TRY IT: From the records, return each line that has the word "AppResult" in it.

DATASET EXTRACT:
========================================
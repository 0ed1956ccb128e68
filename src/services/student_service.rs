use crate::database::DbPool;
use crate::entities::{lesson_entity, student_entity};
use crate::error::{AppError, AppResult};
use crate::models::*;
use crate::utils::validate_email;
use sea_orm::{
    ActiveModelTrait, ColumnTrait, EntityTrait, ModelTrait, QueryFilter, QueryOrder, QuerySelect,
    Set,
};
use std::collections::HashMap;
use uuid::Uuid;

#[derive(Clone)]
pub struct StudentService {
    pool: DbPool,
}

impl StudentService {
    pub fn new(pool: DbPool) -> Self {
        Self { pool }
    }

    pub async fn list_students(&self, tutor_id: i64) -> AppResult<Vec<StudentResponse>> {
        let students = student_entity::Entity::find()
            .filter(student_entity::Column::TutorId.eq(tutor_id))
            .order_by_asc(student_entity::Column::Name)
            .all(&*self.pool)
            .await?;
        if students.is_empty() {
            return Ok(Vec::new());
        }

        // 每个学生的课程总数，一次分组查询取齐
        let counts: Vec<(Uuid, i64)> = lesson_entity::Entity::find()
            .select_only()
            .column(lesson_entity::Column::StudentId)
            .column_as(lesson_entity::Column::Id.count(), "lesson_count")
            .filter(lesson_entity::Column::TutorId.eq(tutor_id))
            .group_by(lesson_entity::Column::StudentId)
            .into_tuple()
            .all(&*self.pool)
            .await?;
        let counts: HashMap<Uuid, u64> = counts
            .into_iter()
            .map(|(id, n)| (id, n.max(0) as u64))
            .collect();

        Ok(students
            .into_iter()
            .map(|s| {
                let count = counts.get(&s.id).copied().unwrap_or(0);
                let mut response = StudentResponse::from(s);
                response.lessons_count = Some(count);
                response
            })
            .collect())
    }

    /// Student card with the full lesson history, newest first.
    pub async fn get_student(
        &self,
        tutor_id: i64,
        student_id: Uuid,
    ) -> AppResult<StudentDetailResponse> {
        let student = self.find_owned(tutor_id, student_id).await?;
        let lessons = lesson_entity::Entity::find()
            .filter(lesson_entity::Column::StudentId.eq(student_id))
            .order_by_desc(lesson_entity::Column::StartTime)
            .all(&*self.pool)
            .await?;
        Ok(StudentDetailResponse {
            student: student.into(),
            lessons: lessons.into_iter().map(LessonResponse::from).collect(),
        })
    }

    pub async fn create_student(
        &self,
        tutor_id: i64,
        request: CreateStudentRequest,
    ) -> AppResult<StudentResponse> {
        if request.name.trim().is_empty() {
            return Err(AppError::ValidationError("Name is required".to_string()));
        }
        if let Some(email) = &request.email {
            validate_email(email)?;
        }
        validate_hourly_rate(request.hourly_rate)?;
        validate_student_grade(request.grade)?;

        let student = student_entity::ActiveModel {
            id: Set(Uuid::new_v4()),
            tutor_id: Set(tutor_id),
            name: Set(request.name),
            email: Set(request.email),
            phone: Set(request.phone),
            notes: Set(request.notes),
            hourly_rate: Set(request.hourly_rate),
            grade: Set(request.grade),
            ..Default::default()
        }
        .insert(&*self.pool)
        .await?;

        log::info!("Tutor {} created student {}", tutor_id, student.id);
        Ok(student.into())
    }

    pub async fn update_student(
        &self,
        tutor_id: i64,
        student_id: Uuid,
        request: UpdateStudentRequest,
    ) -> AppResult<StudentResponse> {
        let student = self.find_owned(tutor_id, student_id).await?;

        if let Some(email) = &request.email {
            validate_email(email)?;
        }
        validate_hourly_rate(request.hourly_rate)?;
        validate_student_grade(request.grade)?;

        let mut active: student_entity::ActiveModel = student.into();
        if let Some(name) = request.name {
            if name.trim().is_empty() {
                return Err(AppError::ValidationError("Name is required".to_string()));
            }
            active.name = Set(name);
        }
        if let Some(email) = request.email {
            active.email = Set(Some(email));
        }
        if let Some(phone) = request.phone {
            active.phone = Set(Some(phone));
        }
        if let Some(notes) = request.notes {
            active.notes = Set(Some(notes));
        }
        if let Some(rate) = request.hourly_rate {
            active.hourly_rate = Set(Some(rate));
        }
        if let Some(grade) = request.grade {
            active.grade = Set(Some(grade));
        }

        let updated = active.update(&*self.pool).await?;
        Ok(updated.into())
    }

    /// Deleting a student cascades to their lessons at the database level.
    pub async fn delete_student(&self, tutor_id: i64, student_id: Uuid) -> AppResult<()> {
        let student = self.find_owned(tutor_id, student_id).await?;
        student.delete(&*self.pool).await?;
        log::info!("Tutor {} deleted student {}", tutor_id, student_id);
        Ok(())
    }

    // 归属校验：别的 tutor 的学生一律按不存在处理
    async fn find_owned(&self, tutor_id: i64, student_id: Uuid) -> AppResult<student_entity::Model> {
        student_entity::Entity::find_by_id(student_id)
            .filter(student_entity::Column::TutorId.eq(tutor_id))
            .one(&*self.pool)
            .await?
            .ok_or_else(|| AppError::NotFound("Student not found".to_string()))
    }
}

fn validate_hourly_rate(rate: Option<f64>) -> AppResult<()> {
    if let Some(rate) = rate {
        if !rate.is_finite() || rate < 0.0 {
            return Err(AppError::ValidationError(
                "Hourly rate must be a non-negative number".to_string(),
            ));
        }
    }
    Ok(())
}

fn validate_student_grade(grade: Option<i32>) -> AppResult<()> {
    if let Some(grade) = grade {
        if !(1..=11).contains(&grade) {
            return Err(AppError::ValidationError(
                "Grade must be between 1 and 11".to_string(),
            ));
        }
    }
    Ok(())
}

#[cfg(test)]
mod tests {
    use super::*;
    use sea_orm::{DatabaseBackend, MockDatabase};
    use std::collections::BTreeMap;

    fn student_fixture(tutor_id: i64) -> student_entity::Model {
        student_entity::Model {
            id: Uuid::new_v4(),
            tutor_id,
            name: "Ivan Sidorov".to_string(),
            email: Some("ivan@example.com".to_string()),
            phone: None,
            notes: None,
            hourly_rate: Some(1500.0),
            grade: Some(9),
            created_at: None,
            updated_at: None,
        }
    }

    #[tokio::test]
    async fn test_create_rejects_out_of_range_grade() {
        let db = MockDatabase::new(DatabaseBackend::Postgres).into_connection();
        let service = StudentService::new(std::sync::Arc::new(db));

        let err = service
            .create_student(
                1,
                CreateStudentRequest {
                    name: "Ivan".to_string(),
                    email: None,
                    phone: None,
                    notes: None,
                    hourly_rate: None,
                    grade: Some(12),
                },
            )
            .await
            .unwrap_err();
        assert!(matches!(err, AppError::ValidationError(_)));
    }

    #[tokio::test]
    async fn test_create_rejects_negative_hourly_rate() {
        let db = MockDatabase::new(DatabaseBackend::Postgres).into_connection();
        let service = StudentService::new(std::sync::Arc::new(db));

        let err = service
            .create_student(
                1,
                CreateStudentRequest {
                    name: "Ivan".to_string(),
                    email: None,
                    phone: None,
                    notes: None,
                    hourly_rate: Some(-10.0),
                    grade: None,
                },
            )
            .await
            .unwrap_err();
        assert!(matches!(err, AppError::ValidationError(_)));
    }

    #[tokio::test]
    async fn test_get_student_of_other_tutor_is_not_found() {
        // tutor 过滤在查询里，Mock 返回空集模拟归属不符
        let db = MockDatabase::new(DatabaseBackend::Postgres)
            .append_query_results([Vec::<student_entity::Model>::new()])
            .into_connection();
        let service = StudentService::new(std::sync::Arc::new(db));

        let err = service.get_student(2, Uuid::new_v4()).await.unwrap_err();
        assert!(matches!(err, AppError::NotFound(_)));
    }

    #[tokio::test]
    async fn test_list_students_maps_models() {
        let fixture = student_fixture(1);
        let db = MockDatabase::new(DatabaseBackend::Postgres)
            .append_query_results([vec![fixture.clone()]])
            // 尚无课程，分组计数为空
            .append_query_results([Vec::<BTreeMap<&str, sea_orm::Value>>::new()])
            .into_connection();
        let service = StudentService::new(std::sync::Arc::new(db));

        let students = service.list_students(1).await.unwrap();
        assert_eq!(students.len(), 1);
        assert_eq!(students[0].id, fixture.id);
        assert_eq!(students[0].hourly_rate, Some(1500.0));
        assert_eq!(students[0].lessons_count, Some(0));
    }

    #[tokio::test]
    async fn test_list_students_empty_roster() {
        let db = MockDatabase::new(DatabaseBackend::Postgres)
            .append_query_results([Vec::<student_entity::Model>::new()])
            .into_connection();
        let service = StudentService::new(std::sync::Arc::new(db));

        assert!(service.list_students(1).await.unwrap().is_empty());
    }
}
========================================
ANSWER TO THE PROBLEM:
use crate::error::{AppError, AppResult};
    pub async fn list_students(&self, tutor_id: i64) -> AppResult<Vec<StudentResponse>> {
    ) -> AppResult<StudentDetailResponse> {
    ) -> AppResult<StudentResponse> {
    ) -> AppResult<StudentResponse> {
    pub async fn delete_student(&self, tutor_id: i64, student_id: Uuid) -> AppResult<()> {
    async fn find_owned(&self, tutor_id: i64, student_id: Uuid) -> AppResult<student_entity::Model> {
fn validate_hourly_rate(rate: Option<f64>) -> AppResult<()> {
fn validate_student_grade(grade: Option<i32>) -> AppResult<()> {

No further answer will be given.